(WHAT TO WORK ON): Go through the records, and copy each line in which the string "Lets" is present.

(EXERCISE DATA):
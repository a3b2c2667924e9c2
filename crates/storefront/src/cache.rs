//! Response cache with a time-to-live per entry.
//!
//! Entries remember when they were captured and how long they stay valid.
//! Expiry is checked lazily on read: a stale entry is evicted and reported as
//! absent. `moka` holds the entries and drops them physically once their TTL
//! has passed.

use std::time::Duration;

use moka::Expiry;
use moka::future::Cache;
use tokio::time::Instant;

/// How long entries stay valid unless inserted with an explicit TTL.
pub const DEFAULT_TTL: Duration = Duration::from_secs(5 * 60);

/// Upper bound on cached responses.
const MAX_ENTRIES: u64 = 1000;

/// A cached value with its capture time and lifetime.
#[derive(Debug, Clone)]
pub struct CacheEntry<V> {
    pub data: V,
    pub captured_at: Instant,
    pub ttl: Duration,
}

impl<V> CacheEntry<V> {
    /// Fresh while `now - captured_at <= ttl`.
    fn is_fresh(&self, now: Instant) -> bool {
        now.saturating_duration_since(self.captured_at) <= self.ttl
    }
}

/// Lets `moka` expire each entry after its own TTL.
struct EntryExpiry;

impl<V> Expiry<String, CacheEntry<V>> for EntryExpiry {
    fn expire_after_create(
        &self,
        _key: &String,
        value: &CacheEntry<V>,
        _created_at: std::time::Instant,
    ) -> Option<Duration> {
        Some(value.ttl)
    }
}

/// String-keyed cache with per-entry TTL and substring invalidation.
#[derive(Clone)]
pub struct TtlCache<V> {
    entries: Cache<String, CacheEntry<V>>,
    default_ttl: Duration,
}

impl<V: Clone + Send + Sync + 'static> TtlCache<V> {
    /// Create an empty cache with the five minute default TTL.
    #[must_use]
    pub fn new() -> Self {
        Self::with_default_ttl(DEFAULT_TTL)
    }

    /// Create an empty cache whose plain inserts live for `ttl`.
    #[must_use]
    pub fn with_default_ttl(ttl: Duration) -> Self {
        let entries = Cache::builder()
            .max_capacity(MAX_ENTRIES)
            .expire_after(EntryExpiry)
            .build();
        Self {
            entries,
            default_ttl: ttl,
        }
    }

    /// The cached value, or `None` if absent or expired. Expired entries are
    /// removed.
    pub async fn get(&self, key: &str) -> Option<V> {
        let entry = self.entries.get(key).await?;
        if entry.is_fresh(Instant::now()) {
            Some(entry.data)
        } else {
            self.entries.invalidate(key).await;
            None
        }
    }

    /// Store `data` under `key` with the default TTL.
    pub async fn insert(&self, key: impl Into<String>, data: V) {
        self.insert_with_ttl(key, data, self.default_ttl).await;
    }

    /// Store `data` under `key`, valid for `ttl`.
    pub async fn insert_with_ttl(&self, key: impl Into<String>, data: V, ttl: Duration) {
        let entry = CacheEntry {
            data,
            captured_at: Instant::now(),
            ttl,
        };
        self.entries.insert(key.into(), entry).await;
    }

    /// Drop every entry.
    pub async fn clear(&self) {
        self.entries.invalidate_all();
        self.entries.run_pending_tasks().await;
    }

    /// Drop every entry whose key contains `pattern`.
    pub async fn invalidate(&self, pattern: &str) {
        let keys: Vec<_> = self
            .entries
            .iter()
            .filter(|(key, _)| key.contains(pattern))
            .map(|(key, _)| key)
            .collect();
        for key in keys {
            self.entries.invalidate(key.as_str()).await;
        }
    }
}

impl<V: Clone + Send + Sync + 'static> Default for TtlCache<V> {
    fn default() -> Self {
        Self::new()
    }
}

impl<V> std::fmt::Debug for TtlCache<V> {
    fn fmt(&self, f: &mut std::fmt::Formatter<'_>) -> std::fmt::Result {
        f.debug_struct("TtlCache")
            .field("default_ttl", &self.default_ttl)
            .finish_non_exhaustive()
    }
}

#[cfg(test)]
mod tests {
    use super::*;

    #[tokio::test]
    async fn test_get_returns_fresh_entry() {
        let cache = TtlCache::new();
        cache.insert("fabric:a", 1).await;
        assert_eq!(cache.get("fabric:a").await, Some(1));
        assert_eq!(cache.get("fabric:b").await, None);
    }

    #[tokio::test(start_paused = true)]
    async fn test_expired_entry_is_evicted() {
        let cache = TtlCache::new();
        cache
            .insert_with_ttl("fabric:a", 1, Duration::from_secs(10))
            .await;

        tokio::time::advance(Duration::from_secs(10)).await;
        assert_eq!(cache.get("fabric:a").await, Some(1));

        tokio::time::advance(Duration::from_secs(1)).await;
        assert_eq!(cache.get("fabric:a").await, None);
        assert!(cache.entries.get("fabric:a").await.is_none());
    }

    #[tokio::test(start_paused = true)]
    async fn test_default_ttl_is_five_minutes() {
        let cache = TtlCache::new();
        cache.insert("fabric-categories", "x").await;
        tokio::time::advance(Duration::from_secs(299)).await;
        assert_eq!(cache.get("fabric-categories").await, Some("x"));
        tokio::time::advance(Duration::from_secs(2)).await;
        assert_eq!(cache.get("fabric-categories").await, None);
    }

    #[tokio::test]
    async fn test_invalidate_matches_substring() {
        let cache = TtlCache::new();
        cache.insert("fabrics:{}", 1).await;
        cache.insert("fabrics:{\"active\":true}", 2).await;
        cache.insert("fabric:a", 3).await;
        cache.insert("fabric-categories", 4).await;

        cache.invalidate("fabrics:").await;

        assert_eq!(cache.get("fabrics:{}").await, None);
        assert_eq!(cache.get("fabrics:{\"active\":true}").await, None);
        assert_eq!(cache.get("fabric:a").await, Some(3));
        assert_eq!(cache.get("fabric-categories").await, Some(4));
    }

    #[tokio::test]
    async fn test_clear_drops_everything() {
        let cache = TtlCache::new();
        cache.insert("fabric:a", 1).await;
        cache.insert("fabric-categories", 2).await;
        cache.clear().await;
        assert_eq!(cache.get("fabric:a").await, None);
        assert_eq!(cache.get("fabric-categories").await, None);
    }
}
impl Peer {
    /// Creates a peer owning either nothing or the whole file.
    pub fn new(id: PeerId, upload_rate: u32, download_rate: u32, num_chunks: usize, seeded: bool) -> Self {
        Self {
            id,
            upload_rate,
            download_rate,
            counter: 0,
            chunks: vec![seeded; num_chunks],
            interested_list: Vec::new(),
            considered_offers: Vec::new(),
            done: seeded,
        }
    }

    /// True once every chunk is owned. Never reverts.
    pub fn has_everything(&self) -> bool {
        self.done
    }

    /// True iff this peer owns a chunk `other` lacks.
    pub fn has_something_for(&self, other: &Peer) -> bool {
        self.chunks
            .iter()
            .zip(&other.chunks)
            .any(|(mine, theirs)| *mine && !*theirs)
    }

    /// Counts, for each chunk, how many neighbours own it.
    ///
    /// Stale neighbourhood entries contribute nothing.
    pub fn chunk_popularity(&self, view: &SwarmView<'_>) -> Vec<usize> {
        let mut popularity = vec![0usize; self.chunks.len()];
        for neighbor in &self.interested_list {
            let Some(other) = view.resolve(neighbor.peer) else {
                continue;
            };
            for (count, owned) in popularity.iter_mut().zip(&other.chunks) {
                if *owned {
                    *count += 1;
                }
            }
        }
        popularity
    }

    /// Builds this tick's offers to the top of the interested list.
    ///
    /// Chunks are proposed rarest first (ties to the lower index) and
    /// round-robinned across the first `k` reciprocation slots, up to
    /// `upload_rate` chunks per recipient in total. Recipients that
    /// already own everything, or whose reference has gone stale, issue
    /// nothing.
    pub fn make_offers(&self, view: &SwarmView<'_>, k: usize) -> Vec<Offer> {
        if self.interested_list.is_empty() || self.upload_rate == 0 {
            return Vec::new();
        }

        let popularity = self.chunk_popularity(view);
        let mut rarest: Vec<usize> = (0..self.chunks.len()).filter(|&i| self.chunks[i]).collect();
        rarest.sort_by_key(|&i| (popularity[i], i));

        // The reciprocation set: the first k slots that still resolve.
        let recipients: Vec<(PeerRef, &Peer)> = self
            .interested_list
            .iter()
            .take(k)
            .filter_map(|n| view.resolve(n.peer).map(|p| (n.peer, p)))
            .collect();
        if recipients.is_empty() {
            return Vec::new();
        }

        let mut offers: Vec<Offer> = recipients
            .iter()
            .map(|(peer, _)| Offer {
                to: *peer,
                chunks: Vec::new(),
            })
            .collect();

        // One cursor into `rarest` per recipient; everything behind a
        // cursor is either owned by that recipient or already offered.
        let mut cursors = vec![0usize; recipients.len()];
        let budget = self.upload_rate as usize * recipients.len();
        let mut issued = 0;

        while issued < budget {
            let mut progressed = false;
            for (slot, (_, target)) in recipients.iter().enumerate() {
                if issued >= budget {
                    break;
                }
                if target.has_everything() {
                    continue;
                }
                while cursors[slot] < rarest.len() && target.chunks[rarest[cursors[slot]]] {
                    cursors[slot] += 1;
                }
                if cursors[slot] >= rarest.len() {
                    continue;
                }
                offers[slot].chunks.push(rarest[cursors[slot]]);
                cursors[slot] += 1;
                issued += 1;
                progressed = true;
            }
            if !progressed {
                break;
            }
        }

        offers
    }

    /// Ranks the offers made to this peer this tick.
    ///
    /// Flattens the inbound offers and sorts them ascending by how
    /// common each chunk is in this peer's own neighbourhood, so the
    /// locally rarest chunks are accepted first. Ties break by source
    /// id then chunk index, which keeps the ranking deterministic no
    /// matter what order the offer map was filled in.
    pub fn consider_offers(
        &self,
        inbound: Vec<SourcedOffer>,
        view: &SwarmView<'_>,
    ) -> Vec<ConsideredOffer> {
        let popularity = self.chunk_popularity(view);

        let mut considered: Vec<ConsideredOffer> = inbound
            .into_iter()
            .flat_map(|offer| {
                let from = offer.from;
                offer
                    .chunks
                    .into_iter()
                    .map(move |chunk| ConsideredOffer { from, chunk })
            })
            .collect();
        considered.sort_by_key(|offer| (popularity[offer.chunk], offer.from.id, offer.chunk));
        considered
    }

    /// Walks the ranked offers and accepts up to `download_rate` of
    /// them.
    ///
    /// Every examined offer credits its source's contribution count
    /// first: the source tried, even if the chunk turns out to be
    /// owned already or the source's upload budget is spent. Each
    /// accepted transfer decrements the source's budget, flips the
    /// chunk bit, and is reported to the sink. Completing the file
    /// fires the finish event exactly once.
    pub fn accept_offers(&mut self, budgets: &UploadBudgets, events: &dyn EventSink) {
        let offers = std::mem::take(&mut self.considered_offers);
        let mut downloaded = 0u32;

        for offer in offers {
            if downloaded >= self.download_rate {
                break;
            }
            if let Some(n) = self
                .interested_list
                .iter_mut()
                .find(|n| n.peer == offer.from)
            {
                n.contributed += 1;
            }
            if self.chunks[offer.chunk] {
                continue;
            }
            if !budgets.try_take(offer.from.id) {
                continue;
            }
            events.transmit(offer.from.id, offer.chunk, self.id);
            self.chunks[offer.chunk] = true;
            downloaded += 1;
        }

        if !self.done && self.chunks.iter().all(|&owned| owned) {
            self.done = true;
            events.finished(self.id, self.chunks.len());
        }
    }

    /// Re-evaluates the reciprocation slots.
    ///
    /// Entries this peer has nothing for sink to the bottom; the rest
    /// sort by contributions, best first. All counts reset afterwards.
    pub fn reorder_peers(&mut self, cannot_help: &HashSet<PeerId>) {
        for neighbor in &mut self.interested_list {
            if cannot_help.contains(&neighbor.peer.id) {
                neighbor.contributed = i64::MIN;
            }
        }
        self.interested_list
            .sort_by(|a, b| b.contributed.cmp(&a.contributed));
        for neighbor in &mut self.interested_list {
            neighbor.contributed = 0;
        }
    }

    /// Rotates a uniformly chosen peer into the optimistic-unchoke slot
    /// (position `k - 1`). No-op when the list has no one to rotate in.
    pub fn random_unchoke(&mut self, rng: &mut SimRng, k: usize) {
        if self.interested_list.len() <= k {
            return;
        }
        let chosen = rng.random_range(k as u64 - 1, self.interested_list.len() as u64) as usize;
        self.interested_list.swap(k - 1, chosen);
    }

    /// Drops the neighbourhood; it is rebuilt on reconnect.
    pub fn on_disconnect(&mut self) {
        self.interested_list.clear();
        self.interested_list.shrink_to_fit();
    }
}
//! The swarm simulator: two peer pools and the per-tick pipeline.
//!
//! Each tick runs `admit → periodic maintenance → counter bump → gather
//! offers → distribute offers → accept offers → evict`. The three offer
//! stages fan out over the connected peers in parallel; everything that
//! moves peers between pools or reshapes neighbourhoods runs
//! single-threaded, so the parallel stages only ever read shared state.
//! The one cross-peer mutable datum, each sender's remaining upload
//! budget, lives in [`UploadBudgets`] and is claimed by compare-and-swap.

use std::collections::{HashMap, HashSet};
use std::sync::atomic::{AtomicU32, Ordering};
use std::sync::{Arc, Mutex};

use rayon::prelude::*;
use tracing::{debug, info};

use crate::config::SwarmConfig;
use crate::error::Result;
use crate::events::EventSink;
use crate::peer::{ConsideredOffer, Neighbor, Peer, PeerId, PeerRef, SourcedOffer, SwarmView};
use crate::pool::{Handle, Pool};
use crate::rng::SimRng;

/// Per-peer upload budgets for the current tick, indexed by peer id.
///
/// Re-armed to each sender's upload rate at the end of offer
/// generation. During acceptance the recipients race to claim units;
/// whichever order the compare-and-swap resolves in is the order the
/// simulator models, so at most `upload_rate` claims succeed per sender
/// per tick and nothing stronger is promised.
#[derive(Debug)]
pub struct UploadBudgets {
    remaining: Vec<AtomicU32>,
}

impl UploadBudgets {
    /// Creates a zeroed budget table for `capacity` peer ids.
    pub fn new(capacity: usize) -> Self {
        Self {
            remaining: (0..capacity).map(|_| AtomicU32::new(0)).collect(),
        }
    }

    /// Re-arms one sender's budget for the coming acceptance stage.
    pub fn arm(&self, id: PeerId, rate: u32) {
        self.remaining[id as usize].store(rate, Ordering::Release);
    }

    /// Claims one upload unit from `id`, failing once the budget is
    /// spent.
    pub fn try_take(&self, id: PeerId) -> bool {
        let slot = &self.remaining[id as usize];
        let mut current = slot.load(Ordering::Acquire);
        loop {
            if current == 0 {
                return false;
            }
            match slot.compare_exchange(current, current - 1, Ordering::AcqRel, Ordering::Acquire)
            {
                Ok(_) => return true,
                Err(actual) => current = actual,
            }
        }
    }

    /// Units left for `id` this tick.
    pub fn remaining(&self, id: PeerId) -> u32 {
        self.remaining[id as usize].load(Ordering::Acquire)
    }
}

/// Offers gathered in one tick, keyed by recipient.
type OfferMap = HashMap<PeerRef, Vec<SourcedOffer>>;

/// The whole shebang: both peer pools, the RNG, and the tick loop.
pub struct Simulator {
    config: SwarmConfig,
    connected: Pool<Peer>,
    disconnected: Pool<Peer>,
    budgets: UploadBudgets,
    rng: SimRng,
    events: Arc<dyn EventSink>,
    ticks: u64,
}

impl Simulator {
    /// Builds the initial population.
    ///
    /// One seeder starts connected with the whole file; everyone else
    /// starts disconnected with nothing, the freeriders with no upload
    /// capacity at all. Ids are assigned sequentially from zero.
    ///
    /// # Errors
    /// - `Error::Configuration` - `config` violates a constraint
    pub fn new(config: SwarmConfig, events: Arc<dyn EventSink>) -> Result<Self> {
        config.validate()?;

        let mut rng = config
            .seed
            .map(SimRng::from_seed)
            .unwrap_or_else(SimRng::from_entropy);
        info!(
            seed = rng.seed(),
            peers = config.peers,
            chunks = config.chunks,
            "swarm constructed"
        );

        let mut connected = Pool::new(config.peers);
        let mut disconnected = Pool::new(config.peers);
        let mut next_id: PeerId = 0;

        let sample = |rng: &mut SimRng| (config.upload.sample(rng), config.download.sample(rng));

        // One seeder with every chunk, already in the swarm.
        let (up, down) = sample(&mut rng);
        connected
            .construct(Peer::new(next_id, up, down, config.chunks, true))
            .expect("pool sized for the whole population");
        next_id += 1;

        for _ in 0..config.peers - 1 - config.freeriders {
            let (up, down) = sample(&mut rng);
            disconnected
                .construct(Peer::new(next_id, up, down, config.chunks, false))
                .expect("pool sized for the whole population");
            next_id += 1;
        }

        for _ in 0..config.freeriders {
            let down = config.download.sample(&mut rng);
            disconnected
                .construct(Peer::new(next_id, 0, down, config.chunks, false))
                .expect("pool sized for the whole population");
            next_id += 1;
        }

        let budgets = UploadBudgets::new(config.peers);
        Ok(Self {
            config,
            connected,
            disconnected,
            budgets,
            rng,
            events,
            ticks: 0,
        })
    }

    /// Ticks completed so far.
    pub fn tick_count(&self) -> u64 {
        self.ticks
    }

    /// The seed this run can be reproduced from.
    pub fn seed(&self) -> u64 {
        self.rng.seed()
    }

    /// Peers currently in the swarm.
    pub fn connected_peers(&self) -> impl Iterator<Item = &Peer> {
        self.connected.iter()
    }

    /// Peers currently out of the swarm.
    pub fn disconnected_peers(&self) -> impl Iterator<Item = &Peer> {
        self.disconnected.iter()
    }

    /// True once every peer, connected or not, owns the whole file.
    pub fn all_done(&self) -> bool {
        self.connected.iter().all(Peer::has_everything)
            && self.disconnected.iter().all(Peer::has_everything)
    }

    /// Runs one iteration of the simulator.
    pub fn tick(&mut self) {
        self.ticks += 1;
        self.events.tick(self.ticks);

        self.admit_peers();
        self.periodic_tasks();
        self.advance_counters();

        let offers = self.gather_offers();
        self.distribute_offers(offers);
        self.accept_all();

        self.evict_peers();

        debug!(
            tick = self.ticks,
            connected = self.connected.len(),
            disconnected = self.disconnected.len(),
            "tick complete"
        );
    }

    /// Moves joining peers into the swarm, seeding their neighbourhoods.
    fn admit_peers(&mut self) {
        for handle in self.disconnected.handles() {
            if !self.rng.random_bool(self.config.join_prob) {
                continue;
            }

            let Some(id) = self.disconnected.get(handle).map(|p| p.id) else {
                continue;
            };
            let neighbors = self.random_peers(self.config.policy.desired_peers, &[id]);

            let mut peer = self
                .disconnected
                .destroy(handle)
                .expect("joining peer vanished from the disconnected pool");
            peer.counter = 0;
            debug_assert!(peer.interested_list.is_empty());
            peer.interested_list = neighbors.into_iter().map(Neighbor::new).collect();

            let (up, down) = (peer.upload_rate, peer.download_rate);
            self.connected
                .construct(peer)
                .expect("pool sized for the whole population");
            self.events.connect(id, up, down);
        }
    }

    /// Moves leaving peers out of the swarm.
    fn evict_peers(&mut self) {
        for handle in self.connected.handles() {
            if !self.rng.random_bool(self.config.leave_prob) {
                continue;
            }

            let mut peer = self
                .connected
                .destroy(handle)
                .expect("leaving peer vanished from the connected pool");
            self.events.disconnect(peer.id);
            peer.on_disconnect();
            self.disconnected
                .construct(peer)
                .expect("pool sized for the whole population");
        }
    }

    /// Keeps every connected peer's neighbourhood healthy.
    ///
    /// Runs the cadenced maintenance actions: refill a thin interested
    /// list, re-evaluate the reciprocation slots, rotate the optimistic
    /// unchoke, and periodically churn out neighbours this peer has
    /// nothing left for. Without the churn, neighbourhoods freeze once
    /// everyone nearby has the chunks this peer can offer.
    fn periodic_tasks(&mut self) {
        let policy = self.config.policy;

        for handle in self.connected.handles() {
            let Some(peer) = self.connected.get(handle) else {
                continue;
            };
            let id = peer.id;
            let counter = peer.counter;
            let current_ids: Vec<PeerId> =
                peer.interested_list.iter().map(|n| n.peer.id).collect();

            if current_ids.len() < policy.refill_threshold {
                let mut ignore = current_ids.clone();
                ignore.push(id);
                let fresh = self.random_peers(policy.desired_peers, &ignore);
                if let Some(peer) = self.connected.get_mut(handle) {
                    peer.interested_list
                        .extend(fresh.into_iter().map(Neighbor::new));
                }
            }

            if counter % policy.reorder_cadence == 0 {
                let cannot_help = self.unhelpable(handle);
                if let Some(peer) = self.connected.get_mut(handle) {
                    peer.reorder_peers(&cannot_help);
                }
            }

            if counter % policy.unchoke_cadence == 0 {
                if let Some(peer) = self.connected.get_mut(handle) {
                    peer.random_unchoke(&mut self.rng, policy.reciprocation_set);
                }
            }

            if counter % policy.churn_cadence == 0 {
                let cannot_help = self.unhelpable(handle);
                if cannot_help.is_empty() {
                    continue;
                }

                // Exclusions are snapshotted before the removal so the
                // churned-out neighbours cannot be re-sampled right back.
                let mut ignore: Vec<PeerId> = self
                    .connected
                    .get(handle)
                    .map(|p| p.interested_list.iter().map(|n| n.peer.id).collect())
                    .unwrap_or_default();
                ignore.push(id);

                let mut missing = 0;
                if let Some(peer) = self.connected.get_mut(handle) {
                    peer.interested_list
                        .retain(|n| !cannot_help.contains(&n.peer.id));
                    missing = policy.desired_peers.saturating_sub(peer.interested_list.len());
                }

                let fresh = self.random_peers(missing, &ignore);
                if let Some(peer) = self.connected.get_mut(handle) {
                    peer.interested_list
                        .extend(fresh.into_iter().map(Neighbor::new));
                }
            }
        }
    }

    /// Bumps every connected peer's per-connection tick counter.
    fn advance_counters(&mut self) {
        for peer in self.connected.iter_mut() {
            peer.counter += 1;
        }
    }

    /// Runs every connected peer's offer generation in parallel.
    ///
    /// A single mutex guards insertion into the shared map. Once every
    /// sender has spoken, the upload budgets are re-armed for the
    /// acceptance stage.
    fn gather_offers(&mut self) -> OfferMap {
        let k = self.config.policy.reciprocation_set;
        let map = Mutex::new(OfferMap::new());

        {
            let view = SwarmView::new(&self.connected);
            self.connected.par_entries().for_each(|(handle, peer)| {
                let offers = peer.make_offers(&view, k);
                if offers.is_empty() {
                    return;
                }
                let from = PeerRef {
                    id: peer.id,
                    handle,
                };
                let mut shared = map.lock().unwrap();
                for offer in offers {
                    shared.entry(offer.to).or_default().push(SourcedOffer {
                        from,
                        chunks: offer.chunks,
                    });
                }
            });
        }

        for peer in self.connected.iter() {
            self.budgets.arm(peer.id, peer.upload_rate);
        }

        map.into_inner().unwrap()
    }

    /// Lets every recipient rank its inbound offers.
    ///
    /// The ranking reads the pool immutably and runs in parallel per
    /// recipient; the ranked lists are then stored in a short
    /// sequential pass, consuming the map.
    fn distribute_offers(&mut self, offers: OfferMap) {
        let ranked: Vec<(Handle, Vec<ConsideredOffer>)> = {
            let view = SwarmView::new(&self.connected);
            offers
                .into_par_iter()
                .filter_map(|(to, inbound)| {
                    let peer = view.resolve(to)?;
                    Some((to.handle, peer.consider_offers(inbound, &view)))
                })
                .collect()
        };

        for (handle, considered) in ranked {
            if let Some(peer) = self.connected.get_mut(handle) {
                peer.considered_offers = considered;
            }
        }
    }

    /// Runs every connected peer's acceptance walk in parallel.
    fn accept_all(&mut self) {
        let budgets = &self.budgets;
        let events = &*self.events;
        self.connected
            .par_iter_mut()
            .for_each(|peer| peer.accept_offers(budgets, events));
    }

    /// Samples up to `want` connected peers uniformly, excluding peers
    /// that already own everything and the ids in `ignore`.
    fn random_peers(&mut self, want: usize, ignore: &[PeerId]) -> Vec<PeerRef> {
        if want == 0 {
            return Vec::new();
        }

        let mut candidates: Vec<PeerRef> = self
            .connected
            .entries()
            .filter(|(_, peer)| !peer.has_everything() && !ignore.contains(&peer.id))
            .map(|(handle, peer)| PeerRef {
                id: peer.id,
                handle,
            })
            .collect();

        if candidates.len() > want {
            self.rng.shuffle(&mut candidates);
            candidates.truncate(want);
        }
        candidates
    }

    /// Ids of neighbourhood entries this peer has nothing for,
    /// including entries whose reference has gone stale.
    fn unhelpable(&self, handle: Handle) -> HashSet<PeerId> {
        let Some(peer) = self.connected.get(handle) else {
            return HashSet::new();
        };
        let view = SwarmView::new(&self.connected);
        peer.interested_list
            .iter()
            .filter_map(|n| match view.resolve(n.peer) {
                Some(other) if peer.has_something_for(other) => None,
                _ => Some(n.peer.id),
            })
            .collect()
    }
}

impl Drop for Simulator {
    fn drop(&mut self) {
        // The pools assert emptiness on drop; the peers they still own
        // at the end of a run are not leaks.
        self.connected.clear();
        self.disconnected.clear();
    }
}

(ANSWER BOX):
/// Lets `moka` expire each entry after its own TTL.
    /// Lets every recipient rank its inbound offers.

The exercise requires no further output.